Decimoquinto. Se debe tener en cuenta también que la propuesta económica de la empresa Construcciones y Acabados El Castor S. C. R. L. fue de trescientos catorce mil doscientos cuarenta y dos soles con veinte céntimos (foja 28 del Expediente 158-2010), y la ofrecida por empresa ganadora Corporación Valdisa E. I. R. L. fue de trescientos cuarenta y siete mil ochocientos doce soles con setenta céntimos (foja 25 del Expediente 158-2010). Esto es, la empresa que fue descalificada ofreció un costo menor que la empresa ganadora con una diferencia de treinta y tres mil quinientos setenta soles con cincuenta céntimos. Por tanto, no se seleccionó la mejor oferta económica.

Decimosexto. Los anotados indicios son plurales, se encuentran debidamente corroborados y son concomitantes al hecho atribuido; por lo que se tienen plenamente establecidos. Por tanto, se concluye que hubo concertación entre el sentenciado Condezo Figueroa y Valentín Cajas, lo que determina la configuración del delito de colusión.

Por consiguiente, la declaratoria de responsabilidad penal del sentenciado Carlos Manuel Condezo Figueroa por parte de la Sala Penal Superior se encuentra ajustada a ley y al material probatorio actuado que fue correctamente valorado. Esta declaración de responsabilidad se conecta con la condena del representante de la empresa ganadora, Richard Martín Valentín Cajas, la que fue ratificada por este Supremo Tribunal en el Recurso de Nulidad N.° 1082-20185.

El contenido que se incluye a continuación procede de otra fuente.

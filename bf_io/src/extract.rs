//! Archive extraction.
//!
//! Gzip tarballs go through an ordered list of [`ExtractStrategy`]s; the
//! first that succeeds wins and failures fall through to the next:
//!
//! 1. [`ExternalTar`]: the host `tar` binary
//! 2. [`WindowsShell`]: PowerShell's GZipStream plus [`ustar`], Windows only
//! 3. [`InProcess`]: flate2 plus [`ustar`]
//!
//! Zip archives have no in-process fallback; the native tool must work.

pub mod ustar;

use std::fs;
use std::io::{BufReader, Read};
use std::path::{Path, PathBuf};
use std::process::{Command, Stdio};
use std::time::Duration;

use flate2::read::GzDecoder;
use tokio_util::sync::CancellationToken;
use tracing::{debug, warn};

use bf_core::Error;

pub trait ExtractStrategy: Send + Sync {
    fn name(&self) -> &'static str;

    fn is_available(&self) -> bool;

    fn extract(&self, archive: &Path, dest: &Path, cancel: &CancellationToken)
    -> Result<(), Error>;
}

pub struct ExternalTar;

impl ExtractStrategy for ExternalTar {
    fn name(&self) -> &'static str {
        "tar"
    }

    fn is_available(&self) -> bool {
        which::which("tar").is_ok()
    }

    fn extract(
        &self,
        archive: &Path,
        dest: &Path,
        cancel: &CancellationToken,
    ) -> Result<(), Error> {
        fs::create_dir_all(dest).map_err(|e| Error::fs(dest, e))?;
        let mut cmd = Command::new("tar");
        cmd.arg("-xzf").arg(archive).arg("-C").arg(dest);
        run_tool(&mut cmd, archive, cancel)
    }
}

/// Decompresses with PowerShell into a temporary `.tar`, then reads that
/// with the bundled ustar reader.
pub struct WindowsShell;

impl ExtractStrategy for WindowsShell {
    fn name(&self) -> &'static str {
        "powershell"
    }

    fn is_available(&self) -> bool {
        cfg!(windows) && which::which("powershell").is_ok()
    }

    fn extract(
        &self,
        archive: &Path,
        dest: &Path,
        cancel: &CancellationToken,
    ) -> Result<(), Error> {
        let parent = dest.parent().unwrap_or(dest);
        fs::create_dir_all(parent).map_err(|e| Error::fs(parent, e))?;
        let tar = tempfile::Builder::new()
            .suffix(".tar")
            .tempfile_in(parent)
            .map_err(|e| Error::fs(parent, e))?;

        let script = format!(
            "$ErrorActionPreference='Stop'; \
             $in=[IO.File]::OpenRead('{src}'); $out=[IO.File]::Create('{dst}'); \
             $gz=New-Object IO.Compression.GZipStream($in,[IO.Compression.CompressionMode]::Decompress); \
             try {{ $gz.CopyTo($out) }} finally {{ $gz.Dispose(); $out.Dispose(); $in.Dispose() }}",
            src = ps_quote(archive),
            dst = ps_quote(tar.path()),
        );
        let mut cmd = Command::new("powershell");
        cmd.args(["-NoProfile", "-NonInteractive", "-Command", &script]);
        run_tool(&mut cmd, archive, cancel)?;

        let file = fs::File::open(tar.path()).map_err(|e| Error::fs(tar.path(), e))?;
        ustar::unpack(BufReader::new(file), dest, archive, cancel)?;
        Ok(())
    }
}

pub struct InProcess;

impl ExtractStrategy for InProcess {
    fn name(&self) -> &'static str {
        "in-process"
    }

    fn is_available(&self) -> bool {
        true
    }

    fn extract(
        &self,
        archive: &Path,
        dest: &Path,
        cancel: &CancellationToken,
    ) -> Result<(), Error> {
        let file = fs::File::open(archive).map_err(|e| Error::fs(archive, e))?;
        let stats = ustar::unpack(GzDecoder::new(BufReader::new(file)), dest, archive, cancel)?;
        debug!(
            files = stats.files,
            dirs = stats.directories,
            skipped = stats.skipped,
            "unpacked in process"
        );
        Ok(())
    }
}

pub fn default_strategies() -> Vec<Box<dyn ExtractStrategy>> {
    vec![Box::new(ExternalTar), Box::new(WindowsShell), Box::new(InProcess)]
}

/// Extracts with the default strategy list; returns the strategy that worked.
pub fn extract_tar_gz(
    archive: &Path,
    dest: &Path,
    cancel: &CancellationToken,
) -> Result<&'static str, Error> {
    extract_tar_gz_with(&default_strategies(), archive, dest, cancel)
}

/// Tries `strategies` in order. When `dest` did not exist beforehand it is
/// emptied between attempts so a half-finished attempt leaves nothing behind.
pub fn extract_tar_gz_with(
    strategies: &[Box<dyn ExtractStrategy>],
    archive: &Path,
    dest: &Path,
    cancel: &CancellationToken,
) -> Result<&'static str, Error> {
    let owns_dest = !dest.exists();
    let mut failures = Vec::new();

    for strategy in strategies.iter().filter(|s| s.is_available()) {
        if cancel.is_cancelled() {
            return Err(Error::Cancelled);
        }
        match strategy.extract(archive, dest, cancel) {
            Ok(()) => {
                debug!(strategy = strategy.name(), archive = %archive.display(), "extracted");
                return Ok(strategy.name());
            }
            Err(Error::Cancelled) => return Err(Error::Cancelled),
            Err(e) => {
                warn!(strategy = strategy.name(), error = %e, "extraction strategy failed");
                failures.push(format!("{}: {}", strategy.name(), first_line(&e.to_string())));
                if owns_dest && dest.exists() {
                    fs::remove_dir_all(dest).map_err(|e| Error::fs(dest, e))?;
                }
            }
        }
    }

    Err(Error::ExtractionFailed {
        archive: archive.to_path_buf(),
        message: if failures.is_empty() {
            "no extraction strategy available".to_string()
        } else {
            failures.join("; ")
        },
    })
}

/// Native unzip. Failure is final; there is no fallback.
pub fn extract_zip(archive: &Path, dest: &Path, cancel: &CancellationToken) -> Result<(), Error> {
    fs::create_dir_all(dest).map_err(|e| Error::fs(dest, e))?;
    let mut cmd = if cfg!(windows) {
        let script = format!(
            "$ErrorActionPreference='Stop'; Expand-Archive -LiteralPath '{}' -DestinationPath '{}' -Force",
            ps_quote(archive),
            ps_quote(dest)
        );
        let mut cmd = Command::new("powershell");
        cmd.args(["-NoProfile", "-NonInteractive", "-Command", &script]);
        cmd
    } else {
        let mut cmd = Command::new("unzip");
        cmd.arg("-o").arg("-q").arg(archive).arg("-d").arg(dest);
        cmd
    };
    run_tool(&mut cmd, archive, cancel)
}

/// The sole directory inside `dir`, if it contains exactly one entry and
/// that entry is a directory. npm tarballs wrap everything in `package/`,
/// GitHub source tarballs in `{repo}-{sha}/`.
pub fn single_top_level_dir(dir: &Path) -> Result<Option<PathBuf>, Error> {
    let mut entries = fs::read_dir(dir).map_err(|e| Error::fs(dir, e))?;
    let Some(first) = entries.next() else {
        return Ok(None);
    };
    let first = first.map_err(|e| Error::fs(dir, e))?;
    if entries.next().is_some() {
        return Ok(None);
    }
    let is_dir = first.file_type().map(|t| t.is_dir()).unwrap_or(false);
    Ok(is_dir.then(|| first.path()))
}

fn ps_quote(path: &Path) -> String {
    path.display().to_string().replace('\'', "''")
}

fn first_line(s: &str) -> &str {
    s.lines().next().unwrap_or(s)
}

/// Runs an archive tool to completion, killing it if `cancel` fires.
///
/// Stderr is drained on its own thread from the moment the child starts;
/// a tool that fills the pipe would otherwise block forever.
fn run_tool(cmd: &mut Command, archive: &Path, cancel: &CancellationToken) -> Result<(), Error> {
    debug!(command = ?cmd, "spawning archive tool");
    let mut child = cmd
        .stdin(Stdio::null())
        .stdout(Stdio::null())
        .stderr(Stdio::piped())
        .spawn()
        .map_err(|e| Error::ExtractionFailed {
            archive: archive.to_path_buf(),
            message: format!("failed to spawn {:?}: {e}", cmd.get_program()),
        })?;

    let stderr_reader = child.stderr.take().map(|mut pipe| {
        std::thread::spawn(move || {
            let mut buf = Vec::new();
            let _ = pipe.read_to_end(&mut buf);
            String::from_utf8_lossy(&buf).into_owned()
        })
    });
    let collect_stderr = |reader: Option<std::thread::JoinHandle<String>>| {
        reader
            .and_then(|handle| handle.join().ok())
            .unwrap_or_default()
    };

    let status = loop {
        if cancel.is_cancelled() {
            let _ = child.kill();
            let _ = child.wait();
            collect_stderr(stderr_reader);
            return Err(Error::Cancelled);
        }
        match child.try_wait() {
            Ok(Some(status)) => break status,
            Ok(None) => std::thread::sleep(Duration::from_millis(25)),
            Err(e) => {
                let _ = child.kill();
                let _ = child.wait();
                collect_stderr(stderr_reader);
                return Err(Error::ExtractionFailed {
                    archive: archive.to_path_buf(),
                    message: e.to_string(),
                });
            }
        }
    };

    let stderr = collect_stderr(stderr_reader);
    if status.success() {
        return Ok(());
    }
    Err(Error::ExtractionFailed {
        archive: archive.to_path_buf(),
        message: format!("{:?} exited with {status}: {}", cmd.get_program(), stderr.trim()),
    })
}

Decimoséptimo. En cuanto al marco punitivo, el delito objeto de sentencia se encuentra sancionado con penas de no menos de tres ni mayor de quince años de privación de la libertad. Asimismo, de acuerdo con el artículo 426 del CP, los delitos de corrupción de funcionarios, como la colusión, están sancionados además con la pena de inhabilitación, conforme con los incisos 1 y 2, artículo 36, del CP.

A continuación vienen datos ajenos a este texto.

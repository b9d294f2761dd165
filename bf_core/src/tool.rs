use serde::Serialize;

use crate::platform::Platform;

/// Where a tool's source package comes from.
#[derive(Debug, Clone, PartialEq, Eq, Serialize)]
#[serde(tag = "kind", rename_all = "lowercase")]
pub enum ToolSource {
    Npm { package: String },
    #[serde(rename = "github")]
    GitHub { owner: String, repo: String },
    /// Built from a directory the caller supplies; never downloaded.
    Local,
}

impl ToolSource {
    /// Name recorded in the download manifest.
    pub fn package_name(&self) -> Option<String> {
        match self {
            ToolSource::Npm { package } => Some(package.clone()),
            ToolSource::GitHub { owner, repo } => Some(format!("{owner}/{repo}")),
            ToolSource::Local => None,
        }
    }
}

#[derive(Debug, Clone, PartialEq, Eq, Serialize)]
pub struct BuildMeta {
    /// Entry-point script, relative to the source root, `/`-separated.
    pub entry_point: String,
    /// Prefix for the `{PREFIX}_ENTRYPOINT` / `{PREFIX}_BUNDLED` / `{PREFIX}_SHELL`
    /// variables.
    pub env_prefix: String,
    pub binary_name: Option<String>,
}

/// Which upstream code shapes a tool is known to contain. Strict patching
/// fails when a rewrite listed here does not match.
#[derive(Debug, Clone, Copy, Default, PartialEq, Eq, Serialize)]
pub struct PatchProfile {
    pub shell_bypass: bool,
    pub entrypoint_marker: bool,
}

/// An auxiliary file shipped inside the package and embedded into the binary
/// when present on disk.
#[derive(Debug, Clone, PartialEq, Eq, Serialize)]
pub struct VendorAsset {
    /// Path relative to the source root, `/`-separated.
    pub path: String,
    /// Only embedded for targets of this platform family; `None` means all.
    pub platform: Option<Platform>,
}

impl VendorAsset {
    pub fn applies_to(&self, platform: Platform) -> bool {
        self.platform
            .is_none_or(|p| p == platform.asset_family())
    }
}

#[derive(Debug, Clone, PartialEq, Eq, Serialize)]
pub struct ToolDescriptor {
    pub id: String,
    pub display_name: String,
    pub source: ToolSource,
    pub build: BuildMeta,
    pub patches: PatchProfile,
    pub assets: Vec<VendorAsset>,
}

impl ToolDescriptor {
    pub fn binary_name(&self) -> &str {
        self.build.binary_name.as_deref().unwrap_or(&self.id)
    }

    pub fn is_local(&self) -> bool {
        matches!(self.source, ToolSource::Local)
    }
}

fn ripgrep_assets() -> Vec<VendorAsset> {
    [
        ("x64-win32", "rg.exe", Platform::Windows),
        ("arm64-win32", "rg.exe", Platform::Windows),
        ("x64-linux", "rg", Platform::Linux),
        ("arm64-linux", "rg", Platform::Linux),
        ("x64-darwin", "rg", Platform::Macos),
        ("arm64-darwin", "rg", Platform::Macos),
    ]
    .into_iter()
    .map(|(dir, file, platform)| VendorAsset {
        path: format!("vendor/ripgrep/{dir}/{file}"),
        platform: Some(platform),
    })
    .collect()
}

/// Tools binforge knows how to build. The first entry is the default tool.
pub fn builtin_tools() -> Vec<ToolDescriptor> {
    let mut claude_assets = vec![VendorAsset {
        path: "yoga.wasm".to_string(),
        platform: None,
    }];
    claude_assets.extend(ripgrep_assets());

    vec![
        ToolDescriptor {
            id: "claude-code".to_string(),
            display_name: "Claude Code".to_string(),
            source: ToolSource::Npm {
                package: "@anthropic-ai/claude-code".to_string(),
            },
            build: BuildMeta {
                entry_point: "cli.js".to_string(),
                env_prefix: "CLAUDE_CODE".to_string(),
                binary_name: None,
            },
            patches: PatchProfile {
                shell_bypass: true,
                entrypoint_marker: true,
            },
            assets: claude_assets,
        },
        ToolDescriptor {
            id: "codex".to_string(),
            display_name: "OpenAI Codex".to_string(),
            source: ToolSource::Npm {
                package: "@openai/codex".to_string(),
            },
            build: BuildMeta {
                entry_point: "bin/codex.js".to_string(),
                env_prefix: "CODEX".to_string(),
                binary_name: Some("codex".to_string()),
            },
            patches: PatchProfile::default(),
            assets: Vec::new(),
        },
        ToolDescriptor {
            id: "gemini-cli".to_string(),
            display_name: "Gemini CLI".to_string(),
            source: ToolSource::Npm {
                package: "@google/gemini-cli".to_string(),
            },
            build: BuildMeta {
                entry_point: "dist/index.js".to_string(),
                env_prefix: "GEMINI_CLI".to_string(),
                binary_name: Some("gemini".to_string()),
            },
            patches: PatchProfile::default(),
            assets: Vec::new(),
        },
        ToolDescriptor {
            id: "opencode".to_string(),
            display_name: "opencode".to_string(),
            source: ToolSource::GitHub {
                owner: "sst".to_string(),
                repo: "opencode".to_string(),
            },
            build: BuildMeta {
                entry_point: "packages/opencode/src/index.ts".to_string(),
                env_prefix: "OPENCODE".to_string(),
                binary_name: None,
            },
            patches: PatchProfile::default(),
            assets: Vec::new(),
        },
        ToolDescriptor {
            id: "local".to_string(),
            display_name: "Local build".to_string(),
            source: ToolSource::Local,
            build: BuildMeta {
                entry_point: "cli.js".to_string(),
                env_prefix: "LOCAL_CLI".to_string(),
                binary_name: Some("cli".to_string()),
            },
            patches: PatchProfile::default(),
            assets: Vec::new(),
        },
    ]
}
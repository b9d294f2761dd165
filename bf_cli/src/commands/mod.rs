//! Command implementations for the binforge CLI.

pub mod build;
pub mod cache;
pub mod download;
pub mod list;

Al sentenciado se le impuso la pena de cuatro años de privación de la libertad, en atención a sus condiciones personales, económicas y culturales, y porque carece de antecedentes penales, lo cual resulta justificable.

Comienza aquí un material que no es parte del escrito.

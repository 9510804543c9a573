//! flash 検索の設定
//!
//! JSON 形式の設定ファイルを読み込む。未指定の項目は既定値で補う。

use std::collections::HashSet;
use std::path::{Path, PathBuf};

use serde::{Deserialize, Serialize};

use crate::error::ConfigError;

/// ホームポジション優先のラベル文字
pub const DEFAULT_LABELS: &str = "asdfghjklqwertyuiopzxcvbnm";

/// 設定ファイルパスを上書きする環境変数
pub const CONFIG_ENV_VAR: &str = "ALTRE_FLASH_CONFIG";

/// 大文字小文字の扱い
#[derive(Debug, Clone, Copy, PartialEq, Eq, Serialize, Deserialize)]
#[serde(rename_all = "kebab-case")]
pub enum CaseSensitivity {
    Sensitive,
    Insensitive,
    /// 検索文字列に大文字が含まれる場合のみ区別する
    Smart,
}

impl CaseSensitivity {
    /// パターンに対して大文字小文字を区別するか判定
    pub fn is_sensitive_for(self, pattern: &str) -> bool {
        match self {
            CaseSensitivity::Sensitive => true,
            CaseSensitivity::Insensitive => false,
            CaseSensitivity::Smart => pattern.chars().any(|c| c.is_uppercase()),
        }
    }
}

/// flash 設定
#[derive(Debug, Clone, PartialEq, Eq, Serialize, Deserialize)]
#[serde(default, rename_all = "kebab-case")]
pub struct FlashConfig {
    /// 機能の有効化
    pub enable: bool,
    /// ラベルに使う文字（優先順）
    pub labels: String,
    pub case_sensitivity: CaseSensitivity,
    /// 確定時、カーソル以降にマッチがなければ先頭へ折り返す
    pub wrap: bool,
    /// 1回のスキャンで収集するマッチ数の上限
    pub max_matches: usize,
    /// ラベル不足時に2文字ラベルを使う
    pub hierarchical_labels: bool,
}

impl Default for FlashConfig {
    fn default() -> Self {
        Self {
            enable: true,
            labels: DEFAULT_LABELS.to_string(),
            case_sensitivity: CaseSensitivity::Smart,
            wrap: true,
            max_matches: 1000,
            hierarchical_labels: false,
        }
    }
}

impl FlashConfig {
    /// JSON 文字列から読み込む
    pub fn from_json_str(json: &str) -> Result<Self, ConfigError> {
        let config: FlashConfig =
            serde_json::from_str(json).map_err(|err| ConfigError::InvalidFile {
                path: "<inline>".to_string(),
                message: err.to_string(),
            })?;
        config.validate()?;
        Ok(config)
    }

    /// 指定パスから読み込む
    pub fn load_from_path(path: &Path) -> Result<Self, ConfigError> {
        let content = std::fs::read_to_string(path)?;
        let config: FlashConfig =
            serde_json::from_str(&content).map_err(|err| ConfigError::InvalidFile {
                path: path.display().to_string(),
                message: err.to_string(),
            })?;
        config.validate()?;
        log::debug!("loaded flash config from {}", path.display());
        Ok(config)
    }

    /// 既定の場所から読み込む。ファイルがなければ既定値を返す。
    pub fn load() -> Result<Self, ConfigError> {
        match default_config_path() {
            Some(path) if path.exists() => Self::load_from_path(&path),
            _ => Ok(Self::default()),
        }
    }

    /// ラベルに使う文字の一覧
    pub fn label_chars(&self) -> Vec<char> {
        self.labels.chars().collect()
    }

    /// 設定値を検証
    pub fn validate(&self) -> Result<(), ConfigError> {
        if self.labels.is_empty() {
            return Err(invalid("labels", &self.labels));
        }

        let mut seen = HashSet::new();
        for ch in self.labels.chars() {
            if ch.is_whitespace() || ch.is_control() || !seen.insert(ch) {
                return Err(invalid("labels", &self.labels));
            }
        }

        if self.max_matches == 0 {
            return Err(invalid("max-matches", "0"));
        }

        Ok(())
    }
}

fn invalid(key: &str, value: &str) -> ConfigError {
    ConfigError::InvalidValue {
        key: key.to_string(),
        value: value.to_string(),
    }
}

/// 設定ファイルの既定パス（環境変数があればそちらを優先）
pub fn default_config_path() -> Option<PathBuf> {
    if let Ok(raw) = std::env::var(CONFIG_ENV_VAR) {
        let expanded = shellexpand::tilde(&raw);
        return Some(PathBuf::from(expanded.as_ref()));
    }
    dirs::config_dir().map(|dir| dir.join("altre").join("flash.json"))
}

#[cfg(test)]
mod tests {
    use super::*;
    use std::io::Write;

    #[test]
    fn partial_json_uses_defaults() {
        let config = FlashConfig::from_json_str(r#"{ "labels": "asd", "wrap": false }"#).unwrap();
        assert_eq!(config.labels, "asd");
        assert!(!config.wrap);
        assert!(config.enable);
        assert_eq!(config.case_sensitivity, CaseSensitivity::Smart);
    }

    #[test]
    fn kebab_case_keys_are_accepted() {
        let config = FlashConfig::from_json_str(
            r#"{ "case-sensitivity": "insensitive", "hierarchical-labels": true }"#,
        )
        .unwrap();
        assert_eq!(config.case_sensitivity, CaseSensitivity::Insensitive);
        assert!(config.hierarchical_labels);
    }

    #[test]
    fn duplicate_labels_are_rejected() {
        let err = FlashConfig::from_json_str(r#"{ "labels": "aba" }"#).unwrap_err();
        assert!(matches!(err, ConfigError::InvalidValue { ref key, .. } if key == "labels"));
    }

    #[test]
    fn whitespace_labels_are_rejected() {
        assert!(FlashConfig::from_json_str(r#"{ "labels": "a b" }"#).is_err());
        assert!(FlashConfig::from_json_str(r#"{ "labels": "" }"#).is_err());
    }

    #[test]
    fn zero_max_matches_is_rejected() {
        assert!(FlashConfig::from_json_str(r#"{ "max-matches": 0 }"#).is_err());
    }

    #[test]
    fn loads_from_file() {
        let mut file = tempfile::NamedTempFile::new().unwrap();
        write!(file, r#"{{ "labels": "jkl", "max-matches": 10 }}"#).unwrap();

        let config = FlashConfig::load_from_path(file.path()).unwrap();
        assert_eq!(config.label_chars(), vec!['j', 'k', 'l']);
        assert_eq!(config.max_matches, 10);
    }

    #[test]
    fn malformed_file_reports_path() {
        let mut file = tempfile::NamedTempFile::new().unwrap();
        write!(file, "not json").unwrap();

        match FlashConfig::load_from_path(file.path()) {
            Err(ConfigError::InvalidFile { path, .. }) => {
                assert_eq!(path, file.path().display().to_string())
            }
            other => panic!("unexpected result: {:?}", other),
        }
    }

    #[test]
    fn smart_case_follows_pattern() {
        assert!(!CaseSensitivity::Smart.is_sensitive_for("foo"));
        assert!(CaseSensitivity::Smart.is_sensitive_for("Foo"));
        assert!(CaseSensitivity::Sensitive.is_sensitive_for("foo"));
        assert!(!CaseSensitivity::Insensitive.is_sensitive_for("FOO"));
    }
}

Sobre la pena de inhabilitación, según el Acuerdo Plenario N.° 2-2008/CJ- 1166, para la afectación de un derecho este debe relacionarse con el delito cometido por el penado. En este caso, el delito fue cometido por el sentenciado en el ejercicio de sus funciones como presidente del comité especial de un municipio distrital; por lo que sí resultan aplicables los incisos 1 y 2, artículo 36, del CP, referidos a la privación de la función o cargo que ejercía el condenado y a la incapacidad o impedimento para obtener mandato o cargo público.

Decimoctavo. Con relación a la reparación civil se fijó en seis mil soles, importe que no fue cuestionado por la defensa en su recurso de nulidad; por ello, debe mantenerse esta cantidad, que deberá abonar el sentenciado en forma solidaria con su cosentenciado Richard Martín Valentín Cajas.

DECISIÓN

Por estos fundamentos, declararon: NO HABER NULIDAD en la sentencia del veintisiete de octubre de dos mil diecisiete, emitida por la Sala Mixta Permanente de la Corte Superior de Justicia de Huánuco, que condenó a Carlos Manuel Condezo Figueroa como autor del delito de colusión, en perjuicio del Estado-Municipalidad Distrital de San Rafael, y le impuso cuatro años de pena privativa de libertad suspendida en su ejecución por el plazo de tres años, sujetos a reglas de conducta, e inhabilitación por el plazo de dos años, conforme con los incisos 1 y 2, artículo 36, del Código Penal; y seis mil soles por concepto de reparación civil a favor del agraviado, que deberá abonar en forma solidaria con su cosentenciado Richard Martín Valentín Cajas, con lo demás que al respecto contiene, y los devolvieron.


1 Publicada el 27 de diciembre de 1996.
2 MIRANDA ESTRAMPES, Manuel. La mínima actividad probatoria en el proceso penal. Barcelona: José María Bosch, 1997, p. 225.
3 Recurso de Nulidad N.° 1912-2005, Piura, del 6 de setiembre de 2005, foja 4, que constituye precedente vinculante en mérito al Acuerdo Plenario N.° 1-2006/ESV-22.
4 Del 23 de enero de 2017.
5 Del 16 de enero de 2019.
6 Del 18 de julio de 2008, f. j. 8. Asunto. Alcances de la pena de inhabilitación.